Why am I doing all of this? Because technology makes my life easier.
Last week, our office IT guru took a much-deserved vacation, which was the Secret Signal that triggered various systems in our office to misbehave. Much debugging-via-text-message later, I was glad that in my day job, I generally only have to work with software, and then of problems of my own devising. There are special circles of Hell dedicated to vendors with slightly-but-not-fully-compatible technologies. After last week, I was ready to banish them there myself.
Meanwhile, I've been going through an abridged version of The Wind in the Willows with my youngest child: it's lushly illustrated, and something that I've enjoyed reading, in turn, to each of my kids as they approach age six or so. I'll link to the edition we're reading, if I can track it down online. I can't help but think that the typewriter and the automobile and airplane were seen by Kenneth Grahame were great disruptions in the quiet, country English life. I have to admit to being more than a little jealous of Ratty and Mole, "simply messing about in boats" and dealing with Toad's wild obsessions with speed, noise, and danger. We've lost that place for good, except in books, haven't we?
P.S.
Here's the book, and while moving to the other room to get wi-fi, my wife called me aside to help download a knitting pattern which should have been simplicity itself... but took two adults 20 minutes and, ultimately, a Unix shell window. If that sounds crazy or overly complex, it was.
P.P.S.
The previous was pecked out on the screen, because in the pattern-download-time, both of the devices put themselves to sleep, proving to be lousy dance-partners in the name of energy conservation.

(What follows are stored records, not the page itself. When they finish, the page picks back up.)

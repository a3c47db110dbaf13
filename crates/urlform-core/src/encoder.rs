//! Form encoder — turns top-level parameters into an
//! `application/x-www-form-urlencoded` string.
//!
//! Output grammar is `pair ('&' pair)*` with `pair = escaped_key '=' escaped_value`.
//! Top-level keys are visited in ascending byte order, then each value is
//! flattened (see [`flatten`](mod@crate::flatten)) and every pair escaped independently.
//!
//! # Example
//! ```
//! use urlform_core::{encode, FormValue, Params};
//!
//! let mut params = Params::new();
//! params.insert("b".into(), FormValue::from(1));
//! params.insert("a".into(), FormValue::from(true));
//! assert_eq!(encode(&params).unwrap(), "a=1&b=1");
//! ```

use crate::error::{FormError, Result};
use crate::flatten::{flatten_into, EncodeOptions, Pair};
use crate::value::Params;
use serde::Serialize;
use serde_json::Value;

/// Encode parameters with the default options.
pub fn encode(params: &Params) -> Result<String> {
    encode_with(params, &EncodeOptions::default())
}

/// Encode parameters, enforcing `options`.
pub fn encode_with(params: &Params, options: &EncodeOptions) -> Result<String> {
    let pairs = flatten_params(params, options)?;
    let encoded = encode_pairs(&pairs);
    tracing::debug!(
        keys = params.len(),
        pairs = pairs.len(),
        bytes = encoded.len(),
        "encoded form parameters"
    );
    Ok(encoded)
}

/// Flatten every top-level entry, in sorted key order, into one pair list.
pub fn flatten_params(params: &Params, options: &EncodeOptions) -> Result<Vec<Pair>> {
    // No up-front leaf count: sizing must not walk past the depth guard.
    let mut out = Vec::new();
    for (key, value) in params {
        flatten_into(key, value, 0, options, &mut out)?;
    }
    Ok(out)
}

/// Escape and join already-flattened pairs. No leading or trailing `&`;
/// an empty slice yields `""`.
pub fn encode_pairs(pairs: &[Pair]) -> String {
    pairs
        .iter()
        .map(Pair::to_encoded)
        .collect::<Vec<_>>()
        .join("&")
}

/// Encode a JSON object string.
///
/// ```
/// use urlform_core::encode_json;
///
/// let body = encode_json(r#"{"tags":["x","y"],"active":false}"#).unwrap();
/// assert_eq!(body, "active=0&tags%5B%5D=x&tags%5B%5D=y");
/// ```
pub fn encode_json(json: &str) -> Result<String> {
    encode_json_with(json, &EncodeOptions::default())
}

/// [`encode_json`] with explicit options.
pub fn encode_json_with(json: &str, options: &EncodeOptions) -> Result<String> {
    let value: Value = serde_json::from_str(json)?;
    encode_with(&params_from_json(value)?, options)
}

/// Encode any serde-serializable value whose serialized form is an object,
/// such as a request-parameters struct.
pub fn encode_serialize<T: Serialize + ?Sized>(value: &T) -> Result<String> {
    let value = serde_json::to_value(value)?;
    encode(&params_from_json(value)?)
}

/// Convert a JSON document root into top-level parameters.
pub fn params_from_json(value: Value) -> Result<Params> {
    match value {
        Value::Object(map) => Ok(map.into_iter().map(|(k, v)| (k, v.into())).collect()),
        other => Err(FormError::NotAnObject {
            found: json_kind(&other),
        }),
    }
}

fn json_kind(value: &Value) -> &'static str {
    match value {
        Value::Null => "null",
        Value::Bool(_) => "boolean",
        Value::Number(_) => "number",
        Value::String(_) => "string",
        Value::Array(_) => "array",
        Value::Object(_) => "object",
    }
}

More swearing applied in liberal amounts later, and the magic formula appears to be:
* Plug cable into Neo
* Power up Neo
* Power up tablet
* Plug Neo into tablet
* Hope
I'm ready for that picnic now, Ratty.

4 comments:

Bill M said...

The simplicity of the digital world.

Richard P said...

Thanks for reinforcing my commitment to books on paper.

Michael Clemens said...

In utter fairness, I cannot beat the convenience of carrying around a 1200+ page book in a jacket pocket, or being able to hold it comfortably with one hand while reading in bed. But the next time I decide to update, I'll use a good old-fashioned bookmark to note my place first.

mikespeegle.com said...

Amazing how a good cuss can straighten recalcitrant technologies out.

I too recently started in on a cyclopean tome (Infinte Jest, which lacking the latter part, is damn near the former), and found myself wishing I'd gone the e-book route. No one likes reading a doorstop.